Berberines work on the liver. If, from a natural treatment perspective, you wish to help a person with diabetes improve their state of health, the experienced medical herbalist, like the Leaflady, would offer liver herbs in the program.
Those working with TCM, Oriental Medicine, American Indian medicine and those of us who are Western Tradition medical herbalists, along with medical doctors of past decades, know that in ANY endocrine dis-order, you treat the liver.
Wake up you folks at Diabetes!
And for those of you who are skeptics, why wait for "one day". The truth, like berberine's deep yellow color, comes out in the wash!
(Ivanhoe Newswire)
-- A natural plant product found in the roots and bark of plants common to China may one day help treat people with type 2 diabetes.

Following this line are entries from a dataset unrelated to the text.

//! Worker pool: a fixed set of slots that claim and execute jobs.
//!
//! Each slot loops: claim the next job, run one attempt to completion,
//! then claim again. An idle slot sleeps until the queue signals new work
//! or the poll interval elapses. A slot stops claiming once the scheduler's
//! stop token fires but always finishes the job it holds.

use std::any::Any;
use std::panic::AssertUnwindSafe;
use std::sync::Arc;
use std::time::Duration;

use futures::FutureExt;
use serde_json::{Map, Value, json};
use tokio::task::JoinHandle;
use tokio::time::Instant;
use tokio_util::sync::CancellationToken;

use mediaq_entity::job::{FailureKind, Job, JobError};
use mediaq_entity::progress::EventType;

use crate::breaker::BreakerError;
use crate::executor::{ErrorClass, JobExecutionError, Operation};
use crate::metrics::SchedulerMetrics;
use crate::progress::ProgressReporter;
use crate::queue::{Claim, Settled};
use crate::scheduler::SchedulerInner;

/// Upper bound on how long an operation may take to tear itself down.
const CANCEL_GRACE: Duration = Duration::from_secs(5);

/// Stand-in deadline for timeouts too large to represent.
const FAR_FUTURE: Duration = Duration::from_secs(86_400 * 365 * 30);

/// Spawn `worker.concurrency` supervised slots.
pub(crate) fn spawn_workers(inner: &Arc<SchedulerInner>) -> Vec<JoinHandle<()>> {
    (0..inner.config.worker.concurrency)
        .map(|slot| tokio::spawn(supervise(slot, Arc::clone(inner))))
        .collect()
}

/// Restart a slot whose loop panicked outside of job execution.
async fn supervise(slot: usize, inner: Arc<SchedulerInner>) {
    loop {
        let handle = tokio::spawn(worker_loop(slot, Arc::clone(&inner)));
        match handle.await {
            Ok(()) => break,
            Err(err) if err.is_panic() => {
                SchedulerMetrics::inc(&inner.metrics.worker_panics);
                tracing::error!("Worker slot {} crashed: {}", slot, err);
                if inner.stop.is_cancelled() {
                    break;
                }
                tracing::warn!("Restarting worker slot {}", slot);
            }
            Err(err) => {
                tracing::warn!("Worker slot {} aborted: {}", slot, err);
                break;
            }
        }
    }
}

async fn worker_loop(slot: usize, inner: Arc<SchedulerInner>) {
    tracing::debug!("Worker slot {} started", slot);
    let poll_interval = inner.config.worker.poll_interval();

    loop {
        if inner.stop.is_cancelled() {
            break;
        }
        let claim = match inner.queue.dequeue_next() {
            Some(claim) => claim,
            None => {
                tokio::select! {
                    _ = inner.stop.cancelled() => break,
                    _ = inner.queue.wait_for_work(poll_interval) => {}
                }
                continue;
            }
        };

        let job_id = claim.job.job_id;
        inner.metrics.worker_started();
        let outcome = AssertUnwindSafe(execute(&inner, claim))
            .catch_unwind()
            .await;
        inner.metrics.worker_finished();

        if let Err(panic) = outcome {
            let message = panic_message(&*panic);
            SchedulerMetrics::inc(&inner.metrics.worker_panics);
            tracing::error!(
                "Worker slot {} panicked while running job {}: {}",
                slot,
                job_id,
                message
            );
            let error = JobError::new(
                FailureKind::Permanent,
                format!("worker panicked: {message}"),
            );
            if let Some(job) = inner.queue.abandon(job_id, error.clone()) {
                record_final_failure(&inner, &job, &error);
            }
        }
    }

    tracing::debug!("Worker slot {} stopped", slot);
}

/// Run one attempt of a claimed job and settle its outcome.
async fn execute(inner: &Arc<SchedulerInner>, claim: Claim) {
    let Claim { job, cancel } = claim;
    let job_id = job.job_id;

    SchedulerMetrics::inc(&inner.metrics.attempts);
    inner.mirror(&job);
    tracing::info!(
        "Processing job: id={}, type='{}', attempt={}/{}",
        job_id,
        job.job_type,
        job.attempt,
        job.max_attempts()
    );
    inner.tracker.record(
        job_id,
        EventType::Started,
        details(json!({
            "attempt": job.attempt,
            "max_attempts": job.max_attempts(),
        })),
    );

    if cancel.is_cancelled() {
        settle_cancelled(inner, &job, None);
        return;
    }

    let Some(handler) = inner.executor.handler(&job.job_type) else {
        let err = JobExecutionError::Permanent(format!(
            "No handler registered for job type '{}'",
            job.job_type
        ));
        settle_failure(inner, &job, &cancel, err, None);
        return;
    };
    let reporter = ProgressReporter::new(job_id, Arc::clone(&inner.tracker));
    let mut operation = match handler.create(&job, reporter) {
        Ok(operation) => operation,
        Err(err) => {
            settle_failure(inner, &job, &cancel, err, None);
            return;
        }
    };

    let breaker = inner.breakers.get(&job.dependency);
    let now = Instant::now();
    let deadline = now.checked_add(job.timeout).unwrap_or(now + FAR_FUTURE);
    let outcome = {
        let attempt = breaker.call(async {
            match tokio::time::timeout_at(deadline, operation.run(deadline)).await {
                Ok(result) => result,
                Err(_) => Err(JobExecutionError::Timeout(job.timeout)),
            }
        });
        tokio::select! {
            biased;
            _ = cancel.cancelled() => None,
            result = attempt => Some(result),
        }
    };

    match outcome {
        None => {
            tracing::info!("Job {} cancelled while running", job_id);
            settle_cancelled(inner, &job, None);
            stop_operation(operation.as_mut(), job_id).await;
        }
        Some(Ok(result)) => match inner.queue.complete(job_id, result) {
            Some(Settled::Applied(done)) => {
                SchedulerMetrics::inc(&inner.metrics.completed);
                let elapsed_ms = done
                    .duration()
                    .map(|d| d.num_milliseconds())
                    .unwrap_or_default();
                tracing::info!(
                    "Job {} completed successfully after {} attempt(s)",
                    job_id,
                    done.attempt
                );
                inner.tracker.record(
                    job_id,
                    EventType::Completed,
                    details(json!({
                        "attempts": done.attempt,
                        "duration_ms": elapsed_ms,
                    })),
                );
                inner.mirror(&done);
            }
            Some(Settled::Cancelled(cancelled)) => inner.on_cancelled(&cancelled),
            None => {}
        },
        Some(Err(BreakerError::Open(open))) => {
            SchedulerMetrics::inc(&inner.metrics.circuit_rejections);
            tracing::warn!("Job {} not attempted: {}", job_id, open);
            let delay = breaker.recovery_timeout();
            settle_failure(inner, &job, &cancel, open.into(), Some(delay));
        }
        Some(Err(BreakerError::Inner(err))) => {
            if matches!(err, JobExecutionError::Timeout(_)) {
                SchedulerMetrics::inc(&inner.metrics.timed_out);
                stop_operation(operation.as_mut(), job_id).await;
            }
            settle_failure(inner, &job, &cancel, err, None);
        }
    }
}

async fn stop_operation(operation: &mut dyn Operation, job_id: mediaq_core::JobId) {
    if tokio::time::timeout(CANCEL_GRACE, operation.cancel())
        .await
        .is_err()
    {
        tracing::warn!("Operation for job {} did not stop within {:?}", job_id, CANCEL_GRACE);
    }
}

fn settle_cancelled(inner: &SchedulerInner, job: &Job, error: Option<JobError>) {
    if let Some(cancelled) = inner.queue.finish_cancelled(job.job_id, error) {
        inner.on_cancelled(&cancelled);
    }
}

/// Decide between retry and terminal failure for a failed attempt.
fn settle_failure(
    inner: &Arc<SchedulerInner>,
    job: &Job,
    cancel: &CancellationToken,
    err: JobExecutionError,
    delay_override: Option<Duration>,
) {
    let job_id = job.job_id;
    let class = err.class();
    if class == ErrorClass::Cancelled {
        settle_cancelled(inner, job, Some(err.to_job_error()));
        return;
    }

    let job_error = err.to_job_error();
    let will_retry = class == ErrorClass::Transient
        && job.has_attempts_left()
        && inner.retry.allows(job.attempt + 1);
    inner.tracker.record(
        job_id,
        EventType::Failed,
        details(json!({
            "attempt": job.attempt,
            "error": job_error.message,
            "kind": job_error.kind.as_str(),
            "retryable": class == ErrorClass::Transient,
            "final": false,
        })),
    );

    if will_retry {
        let delay = delay_override.unwrap_or_else(|| inner.retry.delay(job.attempt));
        match inner.queue.mark_retrying(job_id, job_error) {
            Some(Settled::Applied(retrying)) => {
                SchedulerMetrics::inc(&inner.metrics.retried);
                tracing::warn!(
                    "Job {} failed ({}), retrying in {:?} (attempt {}/{})",
                    job_id,
                    err,
                    delay,
                    job.attempt,
                    job.max_attempts()
                );
                inner.mirror(&retrying);
                schedule_retry(inner, job_id, delay, cancel.clone());
            }
            Some(Settled::Cancelled(cancelled)) => inner.on_cancelled(&cancelled),
            None => {}
        }
        return;
    }

    match inner.queue.fail(job_id, job_error.clone()) {
        Some(Settled::Applied(failed)) => {
            tracing::error!(
                "Job {} failed after {} attempt(s): {}",
                job_id,
                failed.attempt,
                err
            );
            record_final_failure(inner, &failed, &job_error);
        }
        Some(Settled::Cancelled(cancelled)) => inner.on_cancelled(&cancelled),
        None => {}
    }
}

fn record_final_failure(inner: &SchedulerInner, job: &Job, error: &JobError) {
    SchedulerMetrics::inc(&inner.metrics.failed);
    inner.tracker.record(
        job.job_id,
        EventType::Failed,
        details(json!({
            "attempts": job.attempt,
            "error": error.message,
            "kind": error.kind.as_str(),
            "final": true,
        })),
    );
    inner.mirror(job);
}

/// Re-admit a retrying job after `delay`, unless it is cancelled or the
/// scheduler stops first. A stopped timer leaves the job `retrying`.
fn schedule_retry(
    inner: &Arc<SchedulerInner>,
    job_id: mediaq_core::JobId,
    delay: Duration,
    cancel: CancellationToken,
) {
    let inner = Arc::clone(inner);
    tokio::spawn(async move {
        tokio::select! {
            _ = tokio::time::sleep(delay) => {
                if inner.queue.readmit_with(job_id, |job| inner.mirror(job)).is_some() {
                    tracing::debug!("Job {} re-admitted after backoff", job_id);
                }
            }
            _ = cancel.cancelled() => {}
            _ = inner.stop.cancelled() => {
                tracing::debug!("Retry timer for job {} stopped by shutdown", job_id);
            }
        }
    });
}

pub(crate) fn details(value: Value) -> Map<String, Value> {
    match value {
        Value::Object(map) => map,
        _ => Map::new(),
    }
}

fn panic_message(panic: &(dyn Any + Send)) -> String {
    if let Some(message) = panic.downcast_ref::<&str>() {
        (*message).to_string()
    } else if let Some(message) = panic.downcast_ref::<String>() {
        message.clone()
    } else {
        "unknown panic".to_string()
    }
}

Researchers from China, Korea and Australia have found berberine is effective in
lowering blood sugar, which is key to controlling the disease.
"Our studies in animal models of diabetes show that berberine acts in part by activating an enzyme in the muscle and liver that is involved in improving sensitivity of the tissue to insulin -- this in turn helps lower blood sugar levels," says study author Jiming Ye, Ph.D., from the Garvan Institute in Sydney, Australia. "In addition, it seems berberine can help reduce body weight."
Berberine has been used in traditional Chinese medicine for many years to treat
everything from wounds to diarrhea. These researchers decided to test its effects on blood sugar after noting Chinese literature documented its ability to lower glucose levels. If berberine proves effective in additional studies involving humans, researchers hypothesize it could add an important treatment to the diabetes arsenal because standard drugs used to treat type 2 diabetes are either poorly tolerated in many patients or cause undesirable weight gain.
"Berberine has been used for decades, if not centuries, with few reported side effects," says David E. James, Ph.D., another study author. "Given the limitations
of existing medicines we are excited to have evidence that berberine may be a helpful new treatment for type 2 diabetes; however, despite its widespread use in traditional medicine practices, it will still have to be evaluated properly following the defined clinical trials process."